What is being asked:
Write out every record below exactly, so that nothing differs from what is shown.

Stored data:
━━━
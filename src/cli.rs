use std::path::PathBuf;

use clap::{Args, Parser, Subcommand};

#[derive(Debug, Parser)]
#[command(name = "stt-gateway")]
#[command(about = "Secure admission and execution gateway for untrusted audio transcription")]
pub struct Cli {
    #[command(subcommand)]
    pub command: Command,
}

#[derive(Debug, Subcommand)]
pub enum Command {
    /// Validate, normalize, and transcribe an audio file.
    Transcribe(TranscribeArgs),
    /// Run the attack-pattern validator only and report the verdict.
    Validate(ValidateArgs),
    /// List known backends and which are runnable on this host.
    Backends,
}

#[derive(Debug, Args)]
pub struct TranscribeArgs {
    /// Input audio file.
    pub input: PathBuf,

    /// Backend to try first (falls back to the others on failure).
    #[arg(long)]
    pub backend: Option<String>,

    /// Client identifier used for rate limiting.
    #[arg(long, default_value = "cli")]
    pub client_id: String,

    /// Declared MIME type of the input.
    #[arg(long)]
    pub mime_type: Option<String>,

    /// Emit the full response as pretty JSON instead of plain transcript.
    #[arg(long)]
    pub json: bool,
}

#[derive(Debug, Args)]
pub struct ValidateArgs {
    /// Input audio file.
    pub input: PathBuf,
}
━━━
Your solution:
filename src/cli.rs
use std::path::PathBuf;

use clap::{Args, Parser, Subcommand};

#[derive(Debug, Parser)]
#[command(name = "stt-gateway")]
#[command(about = "Secure admission and execution gateway for untrusted audio transcription")]
pub struct Cli {
    #[command(subcommand)]
    pub command: Command,
}

#[derive(Debug, Subcommand)]
pub enum Command {
    /// Validate, normalize, and transcribe an audio file.
    Transcribe(TranscribeArgs),
    /// Run the attack-pattern validator only and report the verdict.
    Validate(ValidateArgs),
    /// List known backends and which are runnable on this host.
    Backends,
}

#[derive(Debug, Args)]
pub struct TranscribeArgs {
    /// Input audio file.
    pub input: PathBuf,

    /// Backend to try first (falls back to the others on failure).
    #[arg(long)]
    pub backend: Option<String>,

    /// Client identifier used for rate limiting.
    #[arg(long, default_value = "cli")]
    pub client_id: String,

    /// Declared MIME type of the input.
    #[arg(long)]
    pub mime_type: Option<String>,

    /// Emit the full response as pretty JSON instead of plain transcript.
    #[arg(long)]
    pub json: bool,
}

#[derive(Debug, Args)]
pub struct ValidateArgs {
    /// Input audio file.
    pub input: PathBuf,
}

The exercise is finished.